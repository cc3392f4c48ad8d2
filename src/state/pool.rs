use super::AppState;
use crate::sheets::SourceResult;
use crate::types::UserId;

impl AppState {
    /// Re-fetch the question list and atomically swap the process-wide pool.
    /// On failure the previous pool stays in place and the error surfaces to
    /// the caller. Active sessions are never touched; they run on their own
    /// snapshot.
    pub async fn refresh_question_pool(&self) -> SourceResult<usize> {
        let questions = self.source.fetch_questions().await?;
        let count = questions.len();
        *self.question_pool.write().await = questions;
        tracing::info!(count, "question pool refreshed");
        Ok(count)
    }

    /// Re-fetch the admin allow-list. A fetch failure empties the list so a
    /// broken source can never widen access.
    pub async fn reload_admin_ids(&self) {
        match self.source.fetch_admin_ids().await {
            Ok(ids) => {
                tracing::debug!(count = ids.len(), "admin allow-list reloaded");
                *self.admin_ids.write().await = ids;
            }
            Err(e) => {
                tracing::error!("failed to load admin allow-list, denying all: {}", e);
                self.admin_ids.write().await.clear();
            }
        }
    }

    pub async fn is_admin(&self, user_id: UserId) -> bool {
        self.admin_ids.read().await.contains(&user_id.to_string())
    }

    /// Authorize an admin-only request. The allow-list is reloaded first so
    /// revocations take effect immediately; refusals log but produce no
    /// user-visible response (the command is deliberately undiscoverable).
    pub async fn authorize_admin(&self, requester: UserId) -> bool {
        self.reload_admin_ids().await;

        if !self.is_admin(requester).await {
            tracing::warn!(user_id = requester, "admin command by non-admin ignored");
            return false;
        }
        true
    }

    /// Admin-gated refresh: `None` for unauthorized callers
    pub async fn admin_refresh(&self, requester: UserId) -> Option<SourceResult<usize>> {
        if !self.authorize_admin(requester).await {
            return None;
        }

        Some(self.refresh_question_pool().await)
    }
}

# Task item:
The entire listing needs to be output again, exactly, please.

# Answer box:
repository cc3392f4c48ad8d2
filename src/state/pool.rs
use super::AppState;
use crate::sheets::SourceResult;
use crate::types::UserId;

impl AppState {
    /// Re-fetch the question list and atomically swap the process-wide pool.
    /// On failure the previous pool stays in place and the error surfaces to
    /// the caller. Active sessions are never touched; they run on their own
    /// snapshot.
    pub async fn refresh_question_pool(&self) -> SourceResult<usize> {
        let questions = self.source.fetch_questions().await?;
        let count = questions.len();
        *self.question_pool.write().await = questions;
        tracing::info!(count, "question pool refreshed");
        Ok(count)
    }

    /// Re-fetch the admin allow-list. A fetch failure empties the list so a
    /// broken source can never widen access.
    pub async fn reload_admin_ids(&self) {
        match self.source.fetch_admin_ids().await {
            Ok(ids) => {
                tracing::debug!(count = ids.len(), "admin allow-list reloaded");
                *self.admin_ids.write().await = ids;
            }
            Err(e) => {
                tracing::error!("failed to load admin allow-list, denying all: {}", e);
                self.admin_ids.write().await.clear();
            }
        }
    }

    pub async fn is_admin(&self, user_id: UserId) -> bool {
        self.admin_ids.read().await.contains(&user_id.to_string())
    }

    /// Authorize an admin-only request. The allow-list is reloaded first so
    /// revocations take effect immediately; refusals log but produce no
    /// user-visible response (the command is deliberately undiscoverable).
    pub async fn authorize_admin(&self, requester: UserId) -> bool {
        self.reload_admin_ids().await;

        if !self.is_admin(requester).await {
            tracing::warn!(user_id = requester, "admin command by non-admin ignored");
            return false;
        }
        true
    }

    /// Admin-gated refresh: `None` for unauthorized callers
    pub async fn admin_refresh(&self, requester: UserId) -> Option<SourceResult<usize>> {
        if !self.authorize_admin(requester).await {
            return None;
        }

        Some(self.refresh_question_pool().await)
    }
}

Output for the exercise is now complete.